Does it get to people like it does to me watching TV and seeing normal people in (even in drug commercials) portraying normal life?

Gwen, my friend, at my age of 77, you are living more of a normal life than a lot of people.  The things you are going through are "normal" for my friends.  One of my best friends was taking care of her older brother (by a couple of years) while he refused any more treatment for his two cancers.  She owns her own business and at 77, has not been able to slow down.  She put out $5000 for a stair lift, to keep him from falling down the stairs.  I just "talked" to her online and she is at her daughter's house.  She cannot go "home." She has finally quit work and is given two months without treatment, six months with treatment.  But, she finally got to quit work.  She is 92 pounds with stomach cancer.  While she was taking care of everyone else, she won't have to anymore.  Another "sister from another mother" just had her aortic valve repaired or replaced.  They have done Dopplers on her legs now for the terrible swelling.  Her husband died last year about this time.  Her companion, "Little Man" passed away last month.  Her kids are bringing his sister "Little Gurl" to live with her.  Both tiny dogs. These two, while taking care of others, could not take care of themselves to terminal results.  I sent my condolences to another classmate that lost her husband the 28th of December.  My friend Hettie told me when I was crying over losing a classmate "At our age, we are going to lose friends."  So, this existence you are going through is the real normal for people of my age.  On top of that, to add insult to injury, our car insurance goes up to our teenagers rates because we are dangerous.  I have not had a ticket and only one wreck (other person's fault) since the 1960's.  So, "normal" is a little red truck headed downhill with us in it.  No steering apparatus.  Those things we see on TV are actors.  We are the real life and we hurt, we fret if the MiraLax does not work as it should, we fall when we shouldn't.  A cane trips me, so I take it slower.  

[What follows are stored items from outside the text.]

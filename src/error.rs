use std::path::PathBuf;

use blockscan_support::reader::ReadError;
use thiserror::Error;

/// Conditions that abort a run. Everything else the engine survives: it is
/// counted in [`crate::logging::Diagnostics`] and the walk continues.
#[derive(Debug, Error)]
pub enum EngineError {
    #[error("no block data found: failed to open {0}")]
    MissingData(PathBuf),

    #[error("{0} is full; rebuild with larger capacity")]
    CapacityExhausted(&'static str),

    #[error("I/O error: {0}")]
    Io(#[from] std::io::Error),
}

/// Why a single record could not be decoded. Non-fatal: the scanner or the
/// block walk flags the record and moves on.
#[derive(Debug, Error, PartialEq, Eq)]
pub enum DecodeError {
    #[error(transparent)]
    Read(#[from] ReadError),

    #[error("script length {0} exceeds the {1}-byte cap")]
    ScriptTooLong(usize, usize),

    #[error("transaction declares {0} inputs, cap is {1}")]
    TooManyInputs(usize, usize),

    #[error("transaction declares {0} outputs, cap is {1}")]
    TooManyOutputs(usize, usize),

    #[error("block declares {0} transactions, cap is {1}")]
    TooManyTransactions(usize, usize),
}
use anyhow::Result;
use blockscan::options::Options;
use clap::Parser;

fn main() -> Result<()> {
    env_logger::init();
    let options = Options::parse();
    let subcommand = options.subcommand.clone();
    subcommand.run(&options)
}
use anyhow::Result;
use clap::{Parser, Subcommand as ClapSubcommand};
use std::path::PathBuf;

use crate::indexer::Indexer;
use crate::options::Options;
use crate::report::read_address_history;

#[derive(ClapSubcommand, Debug, Clone)]
pub enum Subcommand {
    /// Scan the container files and report how many headers they hold
    Scan,
    /// Run the full pipeline: scan, chain selection, ledger aggregation
    Process,
    /// Run the pipeline and write stats.csv (and the address-history file
    /// when --record-addresses is on)
    Statistics,
    /// Run the pipeline and print totals and the balance distribution
    Counts,
    Block(Block),
    Transaction(Transaction),
    Address(Address),
    TopBalance(TopBalance),
    Oldest(Oldest),
    Zombie(Zombie),
    History(History),
}

/// Print one block by chain height
#[derive(Parser, Debug, Clone)]
pub struct Block {
    #[clap(help = "Height on the reconstructed main chain")]
    pub height: usize,
}

/// Re-read and print one transaction by id
#[derive(Parser, Debug, Clone)]
pub struct Transaction {
    #[clap(help = "Transaction id, human-order hex")]
    pub txid: String,
}

/// Print the ledger entry of one address
#[derive(Parser, Debug, Clone)]
pub struct Address {
    #[clap(help = "Base58Check address")]
    pub address: String,
}

/// List the richest addresses
#[derive(Parser, Debug, Clone)]
pub struct TopBalance {
    #[clap(default_value = "25", help = "How many addresses to list")]
    pub count: usize,
    #[clap(long, default_value = "1", help = "Minimum balance in whole BTC")]
    pub min_balance: u64,
}

/// List the longest-idle addresses
#[derive(Parser, Debug, Clone)]
pub struct Oldest {
    #[clap(default_value = "25", help = "How many addresses to list")]
    pub count: usize,
    #[clap(long, default_value = "1", help = "Minimum balance in whole BTC")]
    pub min_balance: u64,
}

/// List addresses idle longer than a threshold
#[derive(Parser, Debug, Clone)]
pub struct Zombie {
    #[clap(default_value = "365", help = "Days of inactivity")]
    pub days: u32,
    #[clap(long, default_value = "1", help = "Minimum balance in whole BTC")]
    pub min_balance: u64,
}

/// Validate and summarize a previously written address-history file
#[derive(Parser, Debug, Clone)]
pub struct History {
    #[clap(default_value = "BlockChainAddresses.bin", help = "History file path")]
    pub path: PathBuf,
}

impl Subcommand {
    pub fn run(self, options: &Options) -> Result<()> {
        if let Subcommand::History(history) = self {
            let loaded = read_address_history(&history.path)?;
            println!(
                "{} unique addresses over {} rows",
                loaded.addresses.len(),
                loaded.rows.len()
            );
            for row in &loaded.rows {
                println!(
                    "  {}: {} new, {} changed, {} deleted",
                    crate::report::time_label(row.start_time),
                    row.new.len(),
                    row.changed.len(),
                    row.deleted.len()
                );
            }
            return Ok(());
        }

        let mut indexer = Indexer::new(options.indexer_config())?;

        if let Subcommand::Scan = self {
            indexer.scan()?;
            let chain = indexer.build_chain();
            println!(
                "{} headers on disk, {} on the main chain, {} orphans",
                indexer.header_count(),
                chain,
                indexer.header_count() - chain
            );
            return Ok(());
        }

        indexer.scan()?;
        indexer.build_chain();
        indexer.process()?;

        match self {
            Subcommand::Scan => unreachable!(),
            Subcommand::Process => {
                println!("processed {} blocks", indexer.chain_len());
            }
            Subcommand::Statistics => {
                indexer.write_reports()?;
                println!(
                    "wrote {} statistic rows to {:?}",
                    indexer.snapshots().rows().len(),
                    options.output_dir
                );
            }
            Subcommand::Counts => indexer.report_counts(),
            Subcommand::Block(block) => indexer.print_block(block.height)?,
            Subcommand::Transaction(tx) => indexer.print_transaction(&tx.txid)?,
            Subcommand::Address(address) => indexer.print_address(&address.address)?,
            Subcommand::TopBalance(top) => {
                indexer.print_top_balances(top.count, top.min_balance)
            }
            Subcommand::Oldest(oldest) => indexer.print_oldest(oldest.count, oldest.min_balance),
            Subcommand::Zombie(zombie) => indexer.print_zombies(zombie.days, zombie.min_balance),
            Subcommand::History(_) => unreachable!(),
        }
        Ok(())
    }
}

Do not take hot showers.  I never could stress that enough to Billy or my kids.  Too hot will make you dizzy.  I keep plenty of things to hold on to.  Yet, my biggest fall was missing a step on some front steps that were to  be decorative.  A tiny step made me fall with my fluffy rear end onto my ankle.  Immediate trip to  ER.  He wrapped it after X-raying it  He did not know I heard him call it a hairline fracture.  Some old cars are not fit for repair, only duct tape and gorilla glue.  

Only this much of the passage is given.